- [WORK REQUIRED]
In the entries below, which lines run from the one containing "caller supplies none" to the one containing "Translate the given"? Copy exactly those lines, ends included, and no others.

▬▬▬▬▬▬▬▬▬▬

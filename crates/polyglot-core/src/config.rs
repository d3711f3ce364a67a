use serde::{Deserialize, Serialize};
use std::path::Path;

use crate::error::ConfigError;
use crate::language::Language;

/// Instructions handed to the backend when the caller supplies none
pub const DEFAULT_INSTRUCTIONS: &str = "You are a professional translator. \
Translate the given text accurately while preserving its meaning, tone and formatting. \
Respond with the translation only, without explanations or commentary.";

/// Which capability implementation a façade is built with
#[derive(Debug, Clone, Copy, PartialEq, Eq, Default, Serialize, Deserialize)]
#[serde(rename_all = "lowercase")]
pub enum BackendKind {
    /// OpenAI-compatible chat completions API (llama.cpp, Ollama, OpenAI, ...)
    #[default]
    OpenAi,
    /// No backend; every translation fails with an explanatory message
    None,
}

/// Backend configuration for OpenAI-compatible APIs.
#[derive(Debug, Clone, PartialEq, Serialize, Deserialize)]
pub struct BackendConfig {
    #[serde(default)]
    pub kind: BackendKind,
    #[serde(default = "default_api_base")]
    pub api_base: String,
    pub api_key: Option<String>,
    #[serde(default = "default_model")]
    pub model: String,
    /// Per-request HTTP timeout
    #[serde(default = "default_timeout_secs")]
    pub timeout_secs: u64,
    #[serde(default = "default_temperature")]
    pub temperature: f32,
}

impl BackendConfig {
    /// Create an OpenAI-compatible backend config
    pub fn new(
        api_base: impl Into<String>,
        api_key: Option<String>,
        model: impl Into<String>,
    ) -> Self {
        Self {
            kind: BackendKind::OpenAi,
            api_base: api_base.into(),
            api_key,
            model: model.into(),
            timeout_secs: default_timeout_secs(),
            temperature: default_temperature(),
        }
    }

    /// Config that selects no backend at all
    pub fn disabled() -> Self {
        Self {
            kind: BackendKind::None,
            ..Self::default()
        }
    }
}

fn default_api_base() -> String {
    "http://localhost:8080/v1".to_string()
}

fn default_model() -> String {
    "default_model".to_string()
}

const fn default_timeout_secs() -> u64 {
    60
}

// Low temperature keeps translations consistent between calls
const fn default_temperature() -> f32 {
    0.3
}

impl Default for BackendConfig {
    fn default() -> Self {
        Self::new(default_api_base(), None, default_model())
    }
}

/// Application configuration
#[derive(Debug, Clone, PartialEq, Serialize, Deserialize)]
pub struct AppConfig {
    /// Custom backend instructions (defaults to [`DEFAULT_INSTRUCTIONS`])
    pub instructions: Option<String>,

    /// Source language; `None` asks the backend to detect it
    pub source_lang: Option<Language>,

    /// Target language
    #[serde(default = "default_target_lang")]
    pub target_lang: Language,

    /// Backend configuration
    #[serde(default)]
    pub backend: BackendConfig,
}

const fn default_target_lang() -> Language {
    Language::English
}

impl Default for AppConfig {
    fn default() -> Self {
        Self {
            instructions: None,
            source_lang: None,
            target_lang: default_target_lang(),
            backend: BackendConfig::default(),
        }
    }
}

impl AppConfig {
    /// Parse configuration from TOML text
    pub fn from_toml_str(content: &str) -> Result<Self, ConfigError> {
        let config: Self = toml::from_str(content)?;
        config.validate()?;
        Ok(config)
    }

    /// Load configuration from file
    pub fn from_file(path: impl AsRef<Path>) -> Result<Self, ConfigError> {
        let path = path.as_ref();
        let content = std::fs::read_to_string(path).map_err(|source| ConfigError::Io {
            path: path.display().to_string(),
            source,
        })?;

        Self::from_toml_str(&content)
    }

    /// Load from default locations (~/.config/polyglot/config.toml, ./config.toml)
    pub fn load() -> Self {
        // Try user config
        if let Some(user_config) = crate::util::user_config_path()
            && user_config.exists()
        {
            match Self::from_file(&user_config) {
                Ok(config) => {
                    tracing::debug!("Loaded config from {}", user_config.display());
                    return config;
                }
                Err(e) => {
                    tracing::warn!("Failed to load {}: {}", user_config.display(), e);
                }
            }
        }

        // Try local config
        let local_config = std::path::PathBuf::from("config.toml");
        if local_config.exists() {
            match Self::from_file(&local_config) {
                Ok(config) => {
                    tracing::debug!("Loaded config from ./config.toml");
                    return config;
                }
                Err(e) => {
                    tracing::warn!("Failed to load ./config.toml: {}", e);
                }
            }
        }

        tracing::debug!("No config file found, using defaults");
        Self::default()
    }

    /// Instructions to hand to the backend
    pub fn instructions(&self) -> &str {
        self.instructions.as_deref().unwrap_or(DEFAULT_INSTRUCTIONS)
    }

    /// Reject values no backend could work with
    pub fn validate(&self) -> Result<(), ConfigError> {
        let invalid = |field: &str, reason: &str| ConfigError::Invalid {
            field: field.to_string(),
            reason: reason.to_string(),
        };

        if self.instructions.as_deref().is_some_and(|s| s.trim().is_empty()) {
            return Err(invalid("instructions", "must not be blank"));
        }

        let backend = &self.backend;
        if backend.kind == BackendKind::OpenAi {
            if backend.api_base.trim().is_empty() {
                return Err(invalid("backend.api_base", "must not be empty"));
            }
            if backend.model.trim().is_empty() {
                return Err(invalid("backend.model", "must not be empty"));
            }
        }
        if backend.timeout_secs == 0 {
            return Err(invalid("backend.timeout_secs", "must be greater than zero"));
        }
        if !(0.0..=2.0).contains(&backend.temperature) {
            return Err(invalid("backend.temperature", "must be between 0.0 and 2.0"));
        }

        Ok(())
    }
}
use async_trait::async_trait;

use crate::error::CapabilityError;
use crate::model::TranslationResult;

/// Trait for translation backends.
///
/// A capability receives a fully assembled prompt and performs the actual
/// translation. Implementations must check their own readiness inside
/// [`translate`](Self::translate) and fail with
/// [`TranslationError::ModelUnavailable`](crate::TranslationError::ModelUnavailable)
/// when not ready, whether or not the caller asked
/// [`is_available`](Self::is_available) first.
#[async_trait]
pub trait TranslationCapability: Send + Sync {
    /// Short label used in logs
    fn name(&self) -> &'static str;

    /// Translate the instruction in `prompt`
    async fn translate(&self, prompt: &str) -> Result<TranslationResult, CapabilityError>;

    /// Whether the backend can translate right now. Must not have side effects.
    async fn is_available(&self) -> bool;
}
//! Utility functions shared across the crate.

use std::path::PathBuf;

/// Get the user's config directory following XDG conventions.
///
/// Returns `$XDG_CONFIG_HOME` if set, otherwise `$HOME/.config`.
pub fn config_dir() -> Option<PathBuf> {
    std::env::var_os("XDG_CONFIG_HOME")
        .map(PathBuf::from)
        .or_else(|| std::env::var_os("HOME").map(|home| PathBuf::from(home).join(".config")))
}

/// Path of the per-user config file, if a config directory can be resolved.
pub fn user_config_path() -> Option<PathBuf> {
    config_dir().map(|dir| dir.join("polyglot").join("config.toml"))
}
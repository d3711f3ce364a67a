//! Static catalogue of supported languages.

use serde::{Deserialize, Deserializer, Serialize, Serializer};
use std::fmt;
use std::str::FromStr;
use thiserror::Error;

/// A language code not present in the catalogue
#[derive(Error, Debug, Clone, PartialEq, Eq)]
#[error("unknown language code: {0}")]
pub struct UnknownLanguage(pub String);

/// Supported languages, identified by ISO 639-1 codes with regional variants
#[derive(Debug, Clone, Copy, PartialEq, Eq, Hash)]
pub enum Language {
    English,
    Spanish,
    French,
    German,
    Italian,
    Portuguese,
    Dutch,
    Russian,
    Japanese,
    Korean,
    SimplifiedChinese,
    TraditionalChinese,
    Arabic,
    Hindi,
    Turkish,
    Polish,
    Swedish,
    Ukrainian,
    Vietnamese,
    Thai,
}

impl Language {
    pub const ALL: [Self; 20] = [
        Self::English,
        Self::Spanish,
        Self::French,
        Self::German,
        Self::Italian,
        Self::Portuguese,
        Self::Dutch,
        Self::Russian,
        Self::Japanese,
        Self::Korean,
        Self::SimplifiedChinese,
        Self::TraditionalChinese,
        Self::Arabic,
        Self::Hindi,
        Self::Turkish,
        Self::Polish,
        Self::Swedish,
        Self::Ukrainian,
        Self::Vietnamese,
        Self::Thai,
    ];

    pub const fn code(self) -> &'static str {
        match self {
            Self::English => "en",
            Self::Spanish => "es",
            Self::French => "fr",
            Self::German => "de",
            Self::Italian => "it",
            Self::Portuguese => "pt",
            Self::Dutch => "nl",
            Self::Russian => "ru",
            Self::Japanese => "ja",
            Self::Korean => "ko",
            Self::SimplifiedChinese => "zh-CN",
            Self::TraditionalChinese => "zh-TW",
            Self::Arabic => "ar",
            Self::Hindi => "hi",
            Self::Turkish => "tr",
            Self::Polish => "pl",
            Self::Swedish => "sv",
            Self::Ukrainian => "uk",
            Self::Vietnamese => "vi",
            Self::Thai => "th",
        }
    }

    /// Human-readable name, as used in prompts
    pub const fn display_name(self) -> &'static str {
        match self {
            Self::English => "English",
            Self::Spanish => "Spanish",
            Self::French => "French",
            Self::German => "German",
            Self::Italian => "Italian",
            Self::Portuguese => "Portuguese",
            Self::Dutch => "Dutch",
            Self::Russian => "Russian",
            Self::Japanese => "Japanese",
            Self::Korean => "Korean",
            Self::SimplifiedChinese => "Simplified Chinese",
            Self::TraditionalChinese => "Traditional Chinese",
            Self::Arabic => "Arabic",
            Self::Hindi => "Hindi",
            Self::Turkish => "Turkish",
            Self::Polish => "Polish",
            Self::Swedish => "Swedish",
            Self::Ukrainian => "Ukrainian",
            Self::Vietnamese => "Vietnamese",
            Self::Thai => "Thai",
        }
    }

    /// Look up a language by code. Matching ignores ASCII case, so `zh-cn`
    /// resolves like `zh-CN`.
    pub fn from_code(code: &str) -> Result<Self, UnknownLanguage> {
        let code = code.trim();
        Self::ALL
            .into_iter()
            .find(|lang| lang.code().eq_ignore_ascii_case(code))
            .ok_or_else(|| UnknownLanguage(code.to_string()))
    }

    /// Resolve a code the way backends tend to emit it: exact match first,
    /// then the code without its region (`en-US`). Bare `zh` reads as
    /// Simplified Chinese; `zh-Hant`, `zh-HK` and `zh-MO` as Traditional.
    pub fn resolve(code: &str) -> Option<Self> {
        let code = code.trim();
        if let Ok(lang) = Self::from_code(code) {
            return Some(lang);
        }

        let (base, region) = code.split_once(['-', '_']).unwrap_or((code, ""));
        if base.eq_ignore_ascii_case("zh") {
            let traditional = region.split(['-', '_']).any(|part| {
                ["hant", "tw", "hk", "mo"]
                    .iter()
                    .any(|t| part.eq_ignore_ascii_case(t))
            });
            return Some(if traditional {
                Self::TraditionalChinese
            } else {
                Self::SimplifiedChinese
            });
        }

        Self::from_code(base).ok()
    }
}

impl fmt::Display for Language {
    fn fmt(&self, f: &mut fmt::Formatter<'_>) -> fmt::Result {
        f.write_str(self.display_name())
    }
}

impl FromStr for Language {
    type Err = UnknownLanguage;

    fn from_str(s: &str) -> Result<Self, Self::Err> {
        Self::from_code(s)
    }
}

// Serialized as the bare code so config files and backend answers stay readable
impl Serialize for Language {
    fn serialize<S: Serializer>(&self, serializer: S) -> Result<S::Ok, S::Error> {
        serializer.serialize_str(self.code())
    }
}

impl<'de> Deserialize<'de> for Language {
    fn deserialize<D: Deserializer<'de>>(deserializer: D) -> Result<Self, D::Error> {
        let code = String::deserialize(deserializer)?;
        Self::from_code(&code).map_err(serde::de::Error::custom)
    }
}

▬▬▬▬▬▬▬▬▬▬

- [EXERCISE RESPONSE]
/// Instructions handed to the backend when the caller supplies none
pub const DEFAULT_INSTRUCTIONS: &str = "You are a professional translator. \
Translate the given text accurately while preserving its meaning, tone and formatting. \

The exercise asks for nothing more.